OVERLAND PARK, Kan. - A group of more than a dozen angry parents cornered Shawnee Mission School District Superintendent Dr. Jim Hinson after Monday night's school board meeting, upset over a proposal to force some students to transfer out of two overcrowded district elementary schools.

Hinson told the board and parents that Briarwood Elementary and Brookridge Elementary were each overcrowded. He described it as a good problem for the district to have, with more new parents moving into the district than officials had anticipated.

But the overcrowding must be addressed, Hinson said during the meeting, and the district, in consultation with school-level "site councils" is in the process of figuring out how. The most likely options appear to involve redrawing school boundary lines and moving students to other schools, removing recent transfer students in a kind of last-in, first-out option, or a combination of both.

Angry parents of Briarwood students, many of whom learned of the proposal, which would go into effect next year just this week, called that unacceptable.

"My family has owned property here, worked here, paid taxes here since the 1950s and we will not accept this proposal," Emily Phillips told the board. "We will continue to make our voices heard as long as the threat of removing our children from Briarwood continues."

And make their voices heard they did. When Hinson concluded an interview with 41 Action News after the meeting, more than a dozen parents were waiting for him.
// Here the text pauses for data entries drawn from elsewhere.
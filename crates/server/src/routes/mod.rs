//! HTTP route handlers for the cart service.
//!
//! # Route Structure
//!
//! ```text
//! GET  /health                 - Liveness check
//! GET  /health/ready           - Readiness check (store reachable)
//!
//! # Cart (JSON)
//! GET  /api/cart               - Read cart (bearer or ?anonymousId=)
//! PUT  /api/cart               - Replace cart (bearer or anonymousId in body)
//! POST /api/cart/merge         - Merge anonymous cart into user cart (bearer required)
//! ```

pub mod cart;
pub mod health;

use axum::{
    Router,
    extract::{FromRequest, FromRequestParts},
    routing::{get, post},
};

use crate::error::AppError;
use crate::state::AppState;

/// JSON body extractor that rejects with [`AppError::BadRequest`].
#[derive(FromRequest)]
#[from_request(via(axum::Json), rejection(AppError))]
pub struct ApiJson<T>(pub T);

/// Query string extractor that rejects with [`AppError::BadRequest`].
#[derive(FromRequestParts)]
#[from_request(via(axum::extract::Query), rejection(AppError))]
pub struct ApiQuery<T>(pub T);

/// Create the health check router.
pub fn health_routes() -> Router<AppState> {
    Router::new()
        .route("/health", get(health::health))
        .route("/health/ready", get(health::readiness))
}

/// Create the cart API router.
pub fn cart_routes() -> Router<AppState> {
    Router::new()
        .route("/api/cart", get(cart::show).put(cart::replace))
        .route("/api/cart/merge", post(cart::merge))
}

/// Create the main application router.
pub fn routes() -> Router<AppState> {
    Router::new().merge(health_routes()).merge(cart_routes())
}
//! Application state shared across handlers.

use std::sync::Arc;

use merkato_core::QuantityPolicy;

use crate::config::{ServerConfig, StoreConfig};
use crate::db::{
    self, CartStore, MemoryCartStore, MemoryTokenVerifier, PgCartStore, PgTokenVerifier,
    TokenVerifier,
};

/// Application state shared across all handlers.
///
/// This struct is cheaply cloneable via `Arc` and provides access to the
/// cart store, the token verifier and the quantity policy.
#[derive(Clone)]
pub struct AppState {
    inner: Arc<AppStateInner>,
}

struct AppStateInner {
    carts: Arc<dyn CartStore>,
    tokens: Arc<dyn TokenVerifier>,
    policy: QuantityPolicy,
}

impl AppState {
    /// Create state from explicit parts.
    #[must_use]
    pub fn new(
        carts: Arc<dyn CartStore>,
        tokens: Arc<dyn TokenVerifier>,
        policy: QuantityPolicy,
    ) -> Self {
        Self {
            inner: Arc::new(AppStateInner {
                carts,
                tokens,
                policy,
            }),
        }
    }

    /// Build state for the configured backend, connecting to the database
    /// when needed.
    ///
    /// # Errors
    ///
    /// Returns `sqlx::Error` if the database pool cannot be created.
    pub async fn from_config(config: &ServerConfig) -> Result<Self, sqlx::Error> {
        let policy = config.quantity_policy();

        let state = match &config.store {
            StoreConfig::Postgres { database_url } => {
                let pool = db::create_pool(database_url).await?;
                tracing::info!("Database pool created");
                Self::new(
                    Arc::new(PgCartStore::new(pool.clone())),
                    Arc::new(PgTokenVerifier::new(pool, config.token_cache_ttl)),
                    policy,
                )
            }
            StoreConfig::Memory { dev_tokens } => {
                tracing::warn!(
                    dev_tokens = dev_tokens.len(),
                    "Using in-memory cart store, carts are lost on restart"
                );
                Self::new(
                    Arc::new(MemoryCartStore::new()),
                    Arc::new(MemoryTokenVerifier::from_dev_tokens(dev_tokens)),
                    policy,
                )
            }
        };
        Ok(state)
    }

    /// Get a reference to the cart store.
    #[must_use]
    pub fn carts(&self) -> &dyn CartStore {
        self.inner.carts.as_ref()
    }

    /// Get a reference to the token verifier.
    #[must_use]
    pub fn tokens(&self) -> &dyn TokenVerifier {
        self.inner.tokens.as_ref()
    }

    /// Get the quantity policy.
    #[must_use]
    pub fn policy(&self) -> &QuantityPolicy {
        &self.inner.policy
    }
}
They peppered him with questions and at times, voices were raised. Hinson urged them to talk to members of the site councils at their schools. Hinson said communication problems with parents should be attributed to the site councils, not to him or the board.

"My question to the site council is show me your communication out to the parents to see if that's been occurring appropriately," he told 41 Action News in an interview.

When Hinson left the impromptu parent conversation, several parents said they were still upset and would fight to keep their children in the schools many of them moved there to attend and support financially or as volunteers.